The ionotropic and cytolytic P2X₇ receptor is typically found on immune cells, where it is involved in the release of cytokines. Recently, P2X₇ receptors were reported to be localized to presynaptic nerve terminals and to modulate transmitter release. In the present study, we reassessed this unexpected role of P2X₇ receptors at hippocampal mossy fiber-CA3 synapses. In agreement with previous findings, the widely used P2X₇ agonist 2′-3′-O-(4-benzoylbenzoyl)-adenosine-5′-triphosphate (BzATP) clearly depressed field potentials (fEPSPs); however, no evidence for an involvement of P2X₇ receptors could be obtained. First, depression of fEPSPs by BzATP was unchanged in P2X₇^-/- mice. Second, experiments using P2X₇^-/- mice, immunohistochemistry, and electron microscopy showed that the antigen detected by frequently used P2X₇ antibodies is not compatible with a plasmalemmal P2X₇ receptor. Third, BzATP did not alter Ca²⁺ levels in synaptic terminals. In contrast, the depression of fEPSPs by BzATP was fully blocked by adenosine (A₁) receptor antagonists.
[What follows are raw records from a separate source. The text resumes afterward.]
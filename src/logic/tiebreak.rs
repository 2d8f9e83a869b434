//! Ranking of table lines.
//!
//! Order, highest first: points, goal difference, goals scored, then (inside a real group only)
//! the results among the teams still level, then the order the lines came in.

use crate::logic::classifier::Criterion;
use crate::models::{GameMatch, Side, TableLine};
use std::cmp::Reverse;

/// Whether the lines come from one group (teams played each other) or from several.
#[derive(Clone, Copy, Debug, Eq, PartialEq)]
pub enum RankMode {
    Group,
    CrossGroup,
}

fn primary_key(line: &TableLine) -> (Reverse<u32>, Reverse<i64>, Reverse<u32>) {
    (
        Reverse(line.points()),
        Reverse(line.goal_difference()),
        Reverse(line.goals_for),
    )
}

/// Rank `lines` best first. `matches` is only read in [`RankMode::Group`], for results between
/// teams still level on the primary criteria.
pub fn rank(mut lines: Vec<TableLine>, mode: RankMode, matches: &[GameMatch]) -> Vec<TableLine> {
    // Stable: fully level lines keep their input order.
    lines.sort_by_key(primary_key);
    if mode == RankMode::CrossGroup {
        return lines;
    }

    let mut start = 0;
    while start < lines.len() {
        let key = primary_key(&lines[start]);
        let end = start
            + lines[start..]
                .iter()
                .take_while(|l| primary_key(l) == key)
                .count();
        if end - start > 1 {
            break_tie(&mut lines[start..end], matches);
        }
        start = end;
    }
    lines
}

/// Re-order a cluster of level lines by points earned in matches among the cluster only. For two
/// teams this is exactly their head-to-head result.
fn break_tie(cluster: &mut [TableLine], matches: &[GameMatch]) {
    let group = cluster[0].group.clone();
    let members: Vec<String> = cluster.iter().map(|l| l.team.clone()).collect();
    let mutual: Vec<&GameMatch> = matches
        .iter()
        .filter(|m| Criterion::Group(&group).matches(m) && m.scoreboard.played())
        .filter(|m| {
            Side::BOTH
                .iter()
                .all(|&s| members.contains(m.team_references.get(s)))
        })
        .collect();
    if mutual.is_empty() {
        return;
    }
    cluster.sort_by_cached_key(|line| Reverse(head_to_head_points(&line.team, &mutual)));
}

fn head_to_head_points(team: &str, mutual: &[&GameMatch]) -> u32 {
    let mut line = TableLine::new(team, "");
    for m in mutual {
        line.add_match_result(m);
    }
    line.points()
}
//! Match selection by a single criterion.

use crate::models::GameMatch;
use chrono::NaiveDate;

/// What to select matches by. Exactly one key per selection.
#[derive(Clone, Copy, Debug, Eq, PartialEq)]
pub enum Criterion<'a> {
    /// Venue id equality.
    Venue(&'a str),
    /// Either resolved slot holds this team.
    Team(&'a str),
    /// Group match of this group.
    Group(&'a str),
    /// Kickoff on this date.
    Date(NaiveDate),
    /// Category contains this substring (e.g. "KO", "KO:8").
    Category(&'a str),
    /// Played (true) or unplayed (false).
    Played(bool),
}

impl Criterion<'_> {
    pub fn matches(&self, m: &GameMatch) -> bool {
        match *self {
            Criterion::Venue(venue) => m.venue == venue,
            Criterion::Team(team) => m.involves(team),
            Criterion::Group(group) => m.group_id() == Some(group),
            Criterion::Date(date) => m.kickoff.date() == date,
            Criterion::Category(part) => m.category.contains(part),
            Criterion::Played(played) => m.scoreboard.played() == played,
        }
    }
}

/// Matches satisfying `criterion`, in their original order.
pub fn select<'a>(matches: &'a [GameMatch], criterion: Criterion<'_>) -> Vec<&'a GameMatch> {
    matches.iter().filter(|m| criterion.matches(m)).collect()
}

/// A group is complete when none of its matches is unplayed.
pub fn group_complete(matches: &[GameMatch], group: &str) -> bool {
    matches
        .iter()
        .filter(|m| Criterion::Group(group).matches(m))
        .all(|m| m.scoreboard.played())
}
Furthermore, the application of BzATP also activated postsynaptic A₁ receptor-coupled K⁺ channels. This effect of BzATP was mimicked by ATP and adenosine and was completely prevented by enzymes specifically degrading adenosine. Activation of A₁-coupled K⁺ channels by BzATP was dependent on ecto-nucleotidases, extracellular enzymes that convert ATP to adenosine. Moreover, the opening of A₁-coupled K⁺ channels by BzATP was dependent on nucleoside transporters. Taken together, our results indicate that BzATP is extracellularly catabolized to Bz-adenosine and subsequently hetero-exchanged for intracellular adenosine and then depresses mossy fiber fEPSPs through presynaptic A₁ receptors rather than through P2X₇ receptors. Thus, the present study casts doubts on the neuronal localization of P2X₇ receptors in rodent hippocampus.